──────── Entries supplied ────────

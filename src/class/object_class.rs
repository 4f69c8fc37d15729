//! Immutable per-class snapshots.
//!
//! A class is declared once, usually inside a `lazy_static`, by listing its
//! parent and its own tags, config keys and alias table:
//!
//! ```
//! use estibase::{BASE_OBJECT, ObjectClass, Value};
//! use lazy_static::lazy_static;
//!
//! lazy_static! {
//!     static ref FORECASTER: ObjectClass = ObjectClass::builder("Forecaster")
//!         .extends(&BASE_OBJECT)
//!         .tag("requires_fh", true)
//!         .build();
//! }
//!
//! let object_type = FORECASTER.get_class_tag("object_type", None, true).unwrap();
//! assert_eq!(object_type, Value::from("object"));
//! ```
//!
//! The snapshot keeps the ordered list of layer contributions and the merged
//! result. Nothing is recomputed after `build`.

use std::fmt;

use crate::config::{ConfigKey, ConfigMap, ConfigSchema, resolve_config, validate_config};
use crate::core::{BaseError, Result, Value, ValueMap};
use crate::object::{BaseObject, FromParams};
use crate::tags::{AliasTable, TagMap, lookup_tag, merge_tags, validate_tag_name};

pub type Constructor = fn(ValueMap) -> Result<Box<dyn BaseObject>>;
pub type DefaultsFn = fn() -> ValueMap;
pub type TestParamsFn = fn() -> Vec<ValueMap>;

/// Tags declared by one class in a lineage.
#[derive(Debug, Clone, PartialEq)]
pub struct ClassLayer {
    pub class: &'static str,
    pub tags: TagMap,
}

pub struct ObjectClass {
    name: &'static str,
    layers: Vec<ClassLayer>,
    tags: TagMap,
    config: ConfigSchema,
    aliases: AliasTable,
    constructor: Option<Constructor>,
    param_defaults: Option<DefaultsFn>,
    test_params: Option<TestParamsFn>,
}

impl ObjectClass {
    pub fn builder(name: &'static str) -> ClassBuilder {
        ClassBuilder::new(name)
    }

    pub fn name(&self) -> &'static str {
        self.name
    }

    /// Class names from the root ancestor down to this class.
    pub fn lineage(&self) -> Vec<&'static str> {
        self.layers.iter().map(|layer| layer.class).collect()
    }

    /// Per-class tag declarations, root ancestor first.
    pub fn layers(&self) -> &[ClassLayer] {
        &self.layers
    }

    pub fn is_subclass_of(&self, other: &ObjectClass) -> bool {
        self.layers.iter().any(|layer| layer.class == other.name)
    }

    pub fn aliases(&self) -> &AliasTable {
        &self.aliases
    }

    /// Class tags of the whole lineage, most derived last, alias-completed.
    pub fn get_class_tags(&self) -> TagMap {
        self.tags.clone()
    }

    pub fn get_class_tag(
        &self,
        name: &str,
        default: Option<Value>,
        raise_error: bool,
    ) -> Result<Value> {
        if self.warnings_enabled() {
            self.aliases.warn([name]);
        }
        lookup_tag(&self.tags, name, default, raise_error)
    }

    pub fn config_schema(&self) -> &ConfigSchema {
        &self.config
    }

    /// Config name -> documentation, for every declared key.
    pub fn config_docs(&self) -> Vec<(&str, &str)> {
        self.config
            .values()
            .map(|key| (key.name.as_str(), key.doc.as_str()))
            .collect()
    }

    pub fn default_config(&self) -> ConfigMap {
        resolve_config(&self.config, &ConfigMap::new())
    }

    pub fn validate_config(&self, updates: &ConfigMap) -> Result<()> {
        validate_config(&self.config, updates)
    }

    pub fn is_constructible(&self) -> bool {
        self.constructor.is_some()
    }

    /// Builds a fresh instance of this class from named parameters.
    pub fn construct(&self, params: ValueMap) -> Result<Box<dyn BaseObject>> {
        let constructor = self
            .constructor
            .ok_or_else(|| BaseError::NotConstructible(self.name.to_string()))?;
        constructor(params)
    }

    pub fn param_defaults(&self) -> ValueMap {
        self.param_defaults.map(|f| f()).unwrap_or_default()
    }

    /// Parameter sets used to build test instances; never empty.
    pub fn get_test_params(&self) -> Vec<ValueMap> {
        let params = self.test_params.map(|f| f()).unwrap_or_default();
        if params.is_empty() {
            vec![ValueMap::new()]
        } else {
            params
        }
    }

    pub fn create_test_instance(&self) -> Result<Box<dyn BaseObject>> {
        let params = self
            .get_test_params()
            .into_iter()
            .next()
            .unwrap_or_default();
        self.construct(params)
    }

    fn warnings_enabled(&self) -> bool {
        self.config
            .get("warnings")
            .is_none_or(|key| key.default != Value::from("off"))
    }
}

impl fmt::Debug for ObjectClass {
    fn fmt(&self, f: &mut fmt::Formatter<'_>) -> fmt::Result {
        f.debug_struct("ObjectClass")
            .field("name", &self.name)
            .field("lineage", &self.lineage())
            .field("tags", &self.tags)
            .field("config", &self.config.keys().collect::<Vec<_>>())
            .field("aliases", &self.aliases.len())
            .finish()
    }
}

impl fmt::Display for ObjectClass {
    fn fmt(&self, f: &mut fmt::Formatter<'_>) -> fmt::Result {
        f.write_str(self.name)
    }
}

// ============================================================================
// Builder
// ============================================================================

pub struct ClassBuilder {
    name: &'static str,
    parent: Option<&'static ObjectClass>,
    tags: TagMap,
    config: Vec<ConfigKey>,
    aliases: Option<AliasTable>,
    constructor: Option<Constructor>,
    param_defaults: Option<DefaultsFn>,
    test_params: Option<TestParamsFn>,
}

impl ClassBuilder {
    fn new(name: &'static str) -> Self {
        Self {
            name,
            parent: None,
            tags: TagMap::new(),
            config: Vec::new(),
            aliases: None,
            constructor: None,
            param_defaults: None,
            test_params: None,
        }
    }

    pub fn extends(mut self, parent: &'static ObjectClass) -> Self {
        self.parent = Some(parent);
        self
    }

    pub fn tag(mut self, name: &str, value: impl Into<Value>) -> Self {
        self.tags.insert(name.to_string(), value.into());
        self
    }

    pub fn tags(mut self, tags: TagMap) -> Self {
        self.tags.extend(tags);
        self
    }

    /// Declares a config key, replacing an inherited key of the same name.
    pub fn config(mut self, key: ConfigKey) -> Self {
        self.config.push(key);
        self
    }

    /// Replaces the inherited alias table.
    pub fn aliases(mut self, aliases: AliasTable) -> Self {
        self.aliases = Some(aliases);
        self
    }

    /// Makes the class constructible from named parameters as `T`.
    pub fn constructor<T>(mut self) -> Self
    where
        T: BaseObject + FromParams,
    {
        self.constructor = Some(construct_boxed::<T>);
        self.param_defaults = Some(T::param_defaults);
        self.test_params = Some(T::test_params);
        self
    }

    pub fn try_build(self) -> Result<ObjectClass> {
        for name in self.tags.keys() {
            validate_tag_name(name)?;
        }

        let aliases = match (self.aliases, self.parent) {
            (Some(own), _) => own,
            (None, Some(parent)) => parent.aliases.clone(),
            (None, None) => AliasTable::new(),
        };
        aliases.validate()?;

        let mut config = self
            .parent
            .map(|parent| parent.config.clone())
            .unwrap_or_default();
        for key in self.config {
            if !key.accepts(&key.default) {
                return Err(BaseError::InvalidConfigValue {
                    key: key.name.clone(),
                    value: key.default.to_string(),
                    expected: key.domain.describe(),
                });
            }
            config.insert(key.name.clone(), key);
        }

        let (mut layers, inherited) = match self.parent {
            Some(parent) => (parent.layers.clone(), parent.tags.clone()),
            None => (Vec::new(), TagMap::new()),
        };
        let tags = merge_tags(&aliases.complete(&inherited), &aliases.complete(&self.tags));
        layers.push(ClassLayer {
            class: self.name,
            tags: self.tags,
        });

        Ok(ObjectClass {
            name: self.name,
            layers,
            tags,
            config,
            aliases,
            constructor: self.constructor,
            param_defaults: self.param_defaults,
            test_params: self.test_params,
        })
    }

    /// Like [`ClassBuilder::try_build`], for static class declarations.
    ///
    /// # Panics
    /// Panics if the declaration is invalid.
    pub fn build(self) -> ObjectClass {
        let name = self.name;
        match self.try_build() {
            Ok(class) => class,
            Err(err) => panic!("invalid class declaration for {name}: {err}"),
        }
    }
}

fn construct_boxed<T>(params: ValueMap) -> Result<Box<dyn BaseObject>>
where
    T: BaseObject + FromParams,
{
    Ok(Box::new(T::from_params(params)?))
}

#[cfg(test)]
mod tests {
    use super::*;
    use crate::config::ConfigDomain;
    use crate::diagnostics::capture_deprecations;
    use crate::values;
    use lazy_static::lazy_static;

    lazy_static! {
        static ref ROOT: ObjectClass = ObjectClass::builder("Root")
            .tag("x", 1)
            .tag("shared", "root")
            .config(ConfigKey::new("warnings", "on", ConfigDomain::one_of(["on", "off"])))
            .build();
        static ref CHILD: ObjectClass = ObjectClass::builder("Child")
            .extends(&ROOT)
            .tag("y", 2)
            .tag("shared", "child")
            .aliases(AliasTable::new().rename("old_tag", "new_tag", "2.0.0"))
            .build();
        static ref GRANDCHILD: ObjectClass = ObjectClass::builder("GrandChild")
            .extends(&CHILD)
            .tag("old_tag", 9)
            .build();
    }

    #[test]
    fn test_lineage_and_layers() {
        assert_eq!(GRANDCHILD.lineage(), vec!["Root", "Child", "GrandChild"]);
        assert_eq!(GRANDCHILD.layers()[1].tags, values! { "y" => 2, "shared" => "child" });
        assert!(GRANDCHILD.is_subclass_of(&ROOT));
        assert!(!ROOT.is_subclass_of(&CHILD));
    }

    #[test]
    fn test_most_derived_wins() {
        let tags = CHILD.get_class_tags();
        assert_eq!(tags, values! { "x" => 1, "y" => 2, "shared" => "child" });
    }

    #[test]
    fn test_aliases_are_inherited_and_completed() {
        let tags = GRANDCHILD.get_class_tags();
        assert_eq!(tags["old_tag"], Value::Int(9));
        assert_eq!(tags["new_tag"], Value::Int(9));
    }

    #[test]
    fn test_class_tag_warns_on_deprecated_name() {
        let (value, notices) =
            capture_deprecations(|| GRANDCHILD.get_class_tag("old_tag", None, true).unwrap());
        assert_eq!(value, Value::Int(9));
        assert_eq!(notices.len(), 1);
        assert_eq!(notices[0].version, "2.0.0");
    }

    #[test]
    fn test_config_inherited() {
        assert_eq!(GRANDCHILD.default_config()["warnings"], Value::from("on"));
    }

    #[test]
    fn test_chain_rejected_at_build() {
        let result = ObjectClass::builder("Bad")
            .aliases(AliasTable::new().rename("a", "b", "1").rename("b", "c", "2"))
            .try_build();
        assert!(matches!(result, Err(BaseError::UnsupportedAliasChain(_))));
    }

    #[test]
    fn test_default_outside_domain_rejected() {
        let result = ObjectClass::builder("Bad")
            .config(ConfigKey::new("mode", "x", ConfigDomain::one_of(["a", "b"])))
            .try_build();
        assert!(matches!(result, Err(BaseError::InvalidConfigValue { .. })));
    }

    #[test]
    fn test_not_constructible_without_constructor() {
        assert!(matches!(
            ROOT.construct(ValueMap::new()),
            Err(BaseError::NotConstructible(name)) if name == "Root"
        ));
        assert_eq!(ROOT.get_test_params(), vec![ValueMap::new()]);
    }
}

────────

▶ _What is expected_: Gather up the lines containing the word "notices" from these records and copy them.

▶ _Your response_:
        let (value, notices) =
        assert_eq!(notices.len(), 1);
        assert_eq!(notices[0].version, "2.0.0");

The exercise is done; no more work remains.